Gestion de fortune? Gestion institutionnelle? Pas seulement. Lombard Odier grandit sur le marché des services informatiques bancaires. L’associé Frédéric Rochat explique que son établissement a investi dans sa propre «plateforme technologique, G2 et bientôt G3 pour le mobile, développée en interne, ce qui nous permet aussi de gérer les avoirs efficacement, et en parfaite transparence fiscale. Nous pouvons émettre un reporting fiscal que nos clients peuvent utiliser directement pour leur déclaration de revenu et de patrimoine dans toutes les principales juridictions européennes.» Et Thierry Lombard de compléter: «15% de nos coûts sont absorbés dans cette plateforme, unique dans tout le Groupe, quel que soit le lieu où nous opérons.»

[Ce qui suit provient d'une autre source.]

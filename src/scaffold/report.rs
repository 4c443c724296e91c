//! Step outcomes and the run report

use std::fmt;
use std::path::{Path, PathBuf};

use crate::error::SetupError;
use crate::utils::terminal::{print_error, print_step};

/// Result of one non-fatal step
///
/// Fatal failures never reach this type; they travel as `Err(SetupError)`.
#[derive(Debug)]
pub enum StepOutcome {
    /// The step created `path`
    Done(PathBuf),
    /// The step was skipped and left a warning behind
    Skipped(SetupError),
}

impl StepOutcome {
    /// Fold a fallible step into an outcome
    pub fn from_result(path: &Path, result: Result<(), SetupError>) -> Self {
        match result {
            Ok(()) => StepOutcome::Done(path.to_path_buf()),
            Err(e) => StepOutcome::Skipped(e),
        }
    }
}

/// Everything a run created or skipped
#[derive(Debug, Default)]
pub struct Report {
    created: Vec<PathBuf>,
    warnings: Vec<SetupError>,
}

impl Report {
    pub fn new() -> Self {
        Self::default()
    }

    /// Record an outcome, echoing warnings to stderr as they happen
    pub fn record(&mut self, outcome: StepOutcome) {
        match outcome {
            StepOutcome::Done(path) => {
                print_step(&format!("created {}", path.display()));
                self.created.push(path);
            }
            StepOutcome::Skipped(err) => self.warn(err),
        }
    }

    /// Record a warning that did not come from a scaffold step
    pub fn warn(&mut self, err: SetupError) {
        print_error(&err.to_string());
        self.warnings.push(err);
    }

    /// Paths created during the run, in creation order
    pub fn created(&self) -> &[PathBuf] {
        &self.created
    }

    pub fn warnings(&self) -> &[SetupError] {
        &self.warnings
    }

    pub fn has_warnings(&self) -> bool {
        !self.warnings.is_empty()
    }

    /// Number of warnings that were "already exists" collisions
    pub fn existing_count(&self) -> usize {
        self.warnings.iter().filter(|w| w.is_already_exists()).count()
    }
}

impl fmt::Display for Report {
    fn fmt(&self, f: &mut fmt::Formatter<'_>) -> fmt::Result {
        write!(
            f,
            "{} created, {} warning(s) ({} already existed)",
            self.created().len(),
            self.warnings().len(),
            self.existing_count()
        )
    }
}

La banque privée y voit un service qui va devenir «un véritable avantage concurrentiel», selon Frédéric Rochat. Pour conquérir de nouveaux clients privés et institutionnels. Mais aussi convaincre d’autres banques d’utiliser ce système informatique. «Nous avons ouvert cette plateforme à des tiers, indique Thierry Lombard. Six institutions, dont trois banques suisses et un groupe bancaire belge, l’utilisent pour leur informatique et back-office, soit au total plus de 35 milliards de francs d’actifs externes servis via cette plateforme.»

Lombard Odier n’est pas la seule banque active sur ce créneau. «En Suisse, nous sommes un important acteur, au même titre que B-Source et Crédit Agricole», plaide Thierry Lombard.